Directions for this task
When the word "matches" shows up in a line of the records below, copy that line.

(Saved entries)
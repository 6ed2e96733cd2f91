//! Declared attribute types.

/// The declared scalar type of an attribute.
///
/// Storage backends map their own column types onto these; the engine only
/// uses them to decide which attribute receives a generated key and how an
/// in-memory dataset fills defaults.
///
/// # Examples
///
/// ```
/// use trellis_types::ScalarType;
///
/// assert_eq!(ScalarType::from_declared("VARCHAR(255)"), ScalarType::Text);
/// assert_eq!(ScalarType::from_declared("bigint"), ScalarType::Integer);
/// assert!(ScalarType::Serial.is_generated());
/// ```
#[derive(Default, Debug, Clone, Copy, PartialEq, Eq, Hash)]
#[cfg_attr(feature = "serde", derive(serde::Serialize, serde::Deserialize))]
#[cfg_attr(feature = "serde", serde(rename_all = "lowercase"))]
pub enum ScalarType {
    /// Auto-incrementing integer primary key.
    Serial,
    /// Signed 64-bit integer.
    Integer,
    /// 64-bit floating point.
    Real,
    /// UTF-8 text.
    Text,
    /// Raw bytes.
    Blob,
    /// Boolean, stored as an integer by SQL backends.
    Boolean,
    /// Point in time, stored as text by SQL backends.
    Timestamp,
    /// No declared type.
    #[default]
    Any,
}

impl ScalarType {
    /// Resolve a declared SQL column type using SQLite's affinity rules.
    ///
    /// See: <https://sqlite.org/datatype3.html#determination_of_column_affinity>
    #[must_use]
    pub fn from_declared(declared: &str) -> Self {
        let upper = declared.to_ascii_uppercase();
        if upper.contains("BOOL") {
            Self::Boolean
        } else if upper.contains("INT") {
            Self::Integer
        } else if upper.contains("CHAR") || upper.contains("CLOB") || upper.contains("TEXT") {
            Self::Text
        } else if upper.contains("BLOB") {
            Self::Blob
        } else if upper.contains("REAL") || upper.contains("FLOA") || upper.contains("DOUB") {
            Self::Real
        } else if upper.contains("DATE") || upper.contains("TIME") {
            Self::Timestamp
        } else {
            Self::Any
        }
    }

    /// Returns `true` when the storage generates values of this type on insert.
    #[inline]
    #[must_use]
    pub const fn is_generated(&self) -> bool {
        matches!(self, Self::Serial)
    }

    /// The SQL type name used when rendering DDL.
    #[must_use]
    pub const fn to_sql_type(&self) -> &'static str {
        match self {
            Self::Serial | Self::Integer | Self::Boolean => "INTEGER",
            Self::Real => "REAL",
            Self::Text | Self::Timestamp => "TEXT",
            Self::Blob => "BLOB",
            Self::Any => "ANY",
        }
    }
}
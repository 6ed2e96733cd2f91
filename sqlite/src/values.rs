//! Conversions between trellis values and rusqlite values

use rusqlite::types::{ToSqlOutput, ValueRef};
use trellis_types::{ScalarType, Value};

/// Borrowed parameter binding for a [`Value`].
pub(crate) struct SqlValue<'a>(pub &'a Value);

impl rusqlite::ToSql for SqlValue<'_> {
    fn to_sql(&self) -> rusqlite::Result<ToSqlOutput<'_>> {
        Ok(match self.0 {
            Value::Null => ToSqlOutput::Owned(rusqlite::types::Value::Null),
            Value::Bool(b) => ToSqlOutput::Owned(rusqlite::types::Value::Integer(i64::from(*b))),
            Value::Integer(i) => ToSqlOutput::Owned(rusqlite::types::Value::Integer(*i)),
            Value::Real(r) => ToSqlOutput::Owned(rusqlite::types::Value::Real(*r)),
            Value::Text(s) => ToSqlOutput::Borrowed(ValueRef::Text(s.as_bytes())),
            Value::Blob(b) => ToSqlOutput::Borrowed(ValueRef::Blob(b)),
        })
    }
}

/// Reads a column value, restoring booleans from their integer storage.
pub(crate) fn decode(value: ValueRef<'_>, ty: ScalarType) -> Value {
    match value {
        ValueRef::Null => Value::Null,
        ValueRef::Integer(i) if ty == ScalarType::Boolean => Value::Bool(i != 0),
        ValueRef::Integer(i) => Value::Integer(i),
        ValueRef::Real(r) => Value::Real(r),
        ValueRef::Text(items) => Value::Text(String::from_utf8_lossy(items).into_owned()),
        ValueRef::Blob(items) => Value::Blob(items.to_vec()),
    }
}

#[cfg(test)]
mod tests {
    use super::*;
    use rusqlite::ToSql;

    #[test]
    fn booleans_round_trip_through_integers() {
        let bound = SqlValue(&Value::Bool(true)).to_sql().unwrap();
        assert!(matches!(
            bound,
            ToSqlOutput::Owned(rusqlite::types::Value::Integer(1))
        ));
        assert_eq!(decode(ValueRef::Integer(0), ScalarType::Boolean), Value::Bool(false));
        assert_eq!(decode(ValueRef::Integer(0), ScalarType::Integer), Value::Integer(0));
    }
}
---
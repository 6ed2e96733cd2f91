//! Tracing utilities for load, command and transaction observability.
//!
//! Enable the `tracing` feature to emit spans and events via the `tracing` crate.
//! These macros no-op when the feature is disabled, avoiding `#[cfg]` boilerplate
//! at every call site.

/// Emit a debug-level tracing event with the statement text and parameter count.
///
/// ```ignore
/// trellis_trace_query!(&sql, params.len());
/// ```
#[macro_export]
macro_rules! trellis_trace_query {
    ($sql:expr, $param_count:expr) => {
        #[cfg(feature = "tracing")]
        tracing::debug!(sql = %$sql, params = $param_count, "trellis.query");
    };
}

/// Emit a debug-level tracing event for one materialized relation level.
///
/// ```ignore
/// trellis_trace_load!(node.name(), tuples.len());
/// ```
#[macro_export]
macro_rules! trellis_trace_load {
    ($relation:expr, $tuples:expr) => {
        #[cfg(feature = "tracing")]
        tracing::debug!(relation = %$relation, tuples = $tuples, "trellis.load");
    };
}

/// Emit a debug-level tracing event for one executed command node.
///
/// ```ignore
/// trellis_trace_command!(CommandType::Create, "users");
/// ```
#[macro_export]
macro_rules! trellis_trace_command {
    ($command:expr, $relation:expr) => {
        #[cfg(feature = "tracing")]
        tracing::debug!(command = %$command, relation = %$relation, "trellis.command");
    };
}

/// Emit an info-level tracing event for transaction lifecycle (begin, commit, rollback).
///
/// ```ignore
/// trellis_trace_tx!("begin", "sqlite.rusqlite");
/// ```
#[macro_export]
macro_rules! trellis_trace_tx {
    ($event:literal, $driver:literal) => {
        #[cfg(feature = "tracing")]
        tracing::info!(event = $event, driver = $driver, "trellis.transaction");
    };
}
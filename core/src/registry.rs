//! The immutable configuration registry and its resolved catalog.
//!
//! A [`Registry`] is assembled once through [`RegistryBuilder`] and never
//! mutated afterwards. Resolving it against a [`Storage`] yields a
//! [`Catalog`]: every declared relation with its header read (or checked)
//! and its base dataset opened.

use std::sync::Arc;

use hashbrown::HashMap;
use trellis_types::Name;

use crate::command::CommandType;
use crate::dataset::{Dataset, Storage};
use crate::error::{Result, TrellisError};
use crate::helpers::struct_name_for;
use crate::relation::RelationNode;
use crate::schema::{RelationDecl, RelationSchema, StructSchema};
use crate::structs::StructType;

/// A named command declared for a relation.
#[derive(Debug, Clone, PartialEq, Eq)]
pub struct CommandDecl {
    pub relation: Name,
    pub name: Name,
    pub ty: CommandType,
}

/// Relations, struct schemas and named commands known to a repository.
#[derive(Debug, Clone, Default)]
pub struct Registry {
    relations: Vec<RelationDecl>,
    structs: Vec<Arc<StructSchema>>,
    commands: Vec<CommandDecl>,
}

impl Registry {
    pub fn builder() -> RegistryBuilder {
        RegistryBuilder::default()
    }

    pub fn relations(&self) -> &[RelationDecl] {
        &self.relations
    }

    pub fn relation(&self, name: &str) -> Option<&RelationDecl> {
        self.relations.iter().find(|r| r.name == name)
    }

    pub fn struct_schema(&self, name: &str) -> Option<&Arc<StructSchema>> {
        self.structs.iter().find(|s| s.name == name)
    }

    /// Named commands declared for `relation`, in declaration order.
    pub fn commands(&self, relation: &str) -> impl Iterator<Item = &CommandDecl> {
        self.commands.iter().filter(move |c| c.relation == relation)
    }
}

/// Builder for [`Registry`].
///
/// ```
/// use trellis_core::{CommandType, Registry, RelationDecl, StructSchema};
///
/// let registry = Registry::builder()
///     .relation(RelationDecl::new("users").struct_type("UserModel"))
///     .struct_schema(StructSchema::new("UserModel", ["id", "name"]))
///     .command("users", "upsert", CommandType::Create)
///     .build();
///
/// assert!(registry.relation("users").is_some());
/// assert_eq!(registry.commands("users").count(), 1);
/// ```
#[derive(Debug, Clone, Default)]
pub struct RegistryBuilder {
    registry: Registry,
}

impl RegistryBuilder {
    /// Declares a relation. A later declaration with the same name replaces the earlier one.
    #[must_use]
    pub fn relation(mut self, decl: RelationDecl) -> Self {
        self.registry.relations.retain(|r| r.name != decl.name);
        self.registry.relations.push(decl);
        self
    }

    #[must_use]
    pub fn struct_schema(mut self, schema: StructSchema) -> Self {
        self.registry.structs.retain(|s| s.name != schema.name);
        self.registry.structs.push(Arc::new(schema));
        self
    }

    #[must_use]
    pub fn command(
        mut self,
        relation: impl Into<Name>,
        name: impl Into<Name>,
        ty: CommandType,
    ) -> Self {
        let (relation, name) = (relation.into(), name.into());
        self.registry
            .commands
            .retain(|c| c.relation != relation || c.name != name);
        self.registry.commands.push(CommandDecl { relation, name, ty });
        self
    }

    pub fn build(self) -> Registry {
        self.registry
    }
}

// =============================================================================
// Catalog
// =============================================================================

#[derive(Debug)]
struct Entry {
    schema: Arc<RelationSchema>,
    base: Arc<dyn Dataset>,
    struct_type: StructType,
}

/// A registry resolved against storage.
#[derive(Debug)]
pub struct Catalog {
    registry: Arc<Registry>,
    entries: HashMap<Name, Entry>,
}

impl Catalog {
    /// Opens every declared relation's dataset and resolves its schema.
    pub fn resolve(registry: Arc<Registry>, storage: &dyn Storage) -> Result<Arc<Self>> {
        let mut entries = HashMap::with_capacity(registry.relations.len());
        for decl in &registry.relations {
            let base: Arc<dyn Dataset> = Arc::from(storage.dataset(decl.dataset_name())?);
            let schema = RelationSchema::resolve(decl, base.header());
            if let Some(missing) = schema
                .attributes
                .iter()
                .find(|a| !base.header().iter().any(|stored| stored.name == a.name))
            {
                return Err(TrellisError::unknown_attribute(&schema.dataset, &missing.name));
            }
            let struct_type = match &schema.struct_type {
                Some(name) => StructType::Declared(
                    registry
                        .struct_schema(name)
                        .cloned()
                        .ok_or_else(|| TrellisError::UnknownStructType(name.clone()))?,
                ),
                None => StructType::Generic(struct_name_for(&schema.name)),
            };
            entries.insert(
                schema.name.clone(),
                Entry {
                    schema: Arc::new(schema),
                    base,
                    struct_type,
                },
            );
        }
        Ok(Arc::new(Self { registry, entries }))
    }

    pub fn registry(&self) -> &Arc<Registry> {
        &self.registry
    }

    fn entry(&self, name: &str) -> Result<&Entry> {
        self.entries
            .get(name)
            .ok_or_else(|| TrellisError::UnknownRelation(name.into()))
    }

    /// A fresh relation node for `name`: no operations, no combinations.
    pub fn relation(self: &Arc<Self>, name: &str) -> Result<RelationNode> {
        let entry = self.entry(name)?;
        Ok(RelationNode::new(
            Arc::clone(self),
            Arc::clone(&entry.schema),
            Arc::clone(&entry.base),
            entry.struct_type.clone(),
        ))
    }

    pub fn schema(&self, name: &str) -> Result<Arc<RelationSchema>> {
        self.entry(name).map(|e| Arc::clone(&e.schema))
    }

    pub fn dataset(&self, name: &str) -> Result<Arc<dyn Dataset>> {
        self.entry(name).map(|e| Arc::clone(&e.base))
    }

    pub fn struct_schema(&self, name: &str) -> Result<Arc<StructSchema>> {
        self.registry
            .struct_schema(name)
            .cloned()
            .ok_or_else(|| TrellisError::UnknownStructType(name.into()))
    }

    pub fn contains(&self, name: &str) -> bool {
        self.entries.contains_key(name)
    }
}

Finished task
        matches!(self, Self::Serial)
        assert!(matches!(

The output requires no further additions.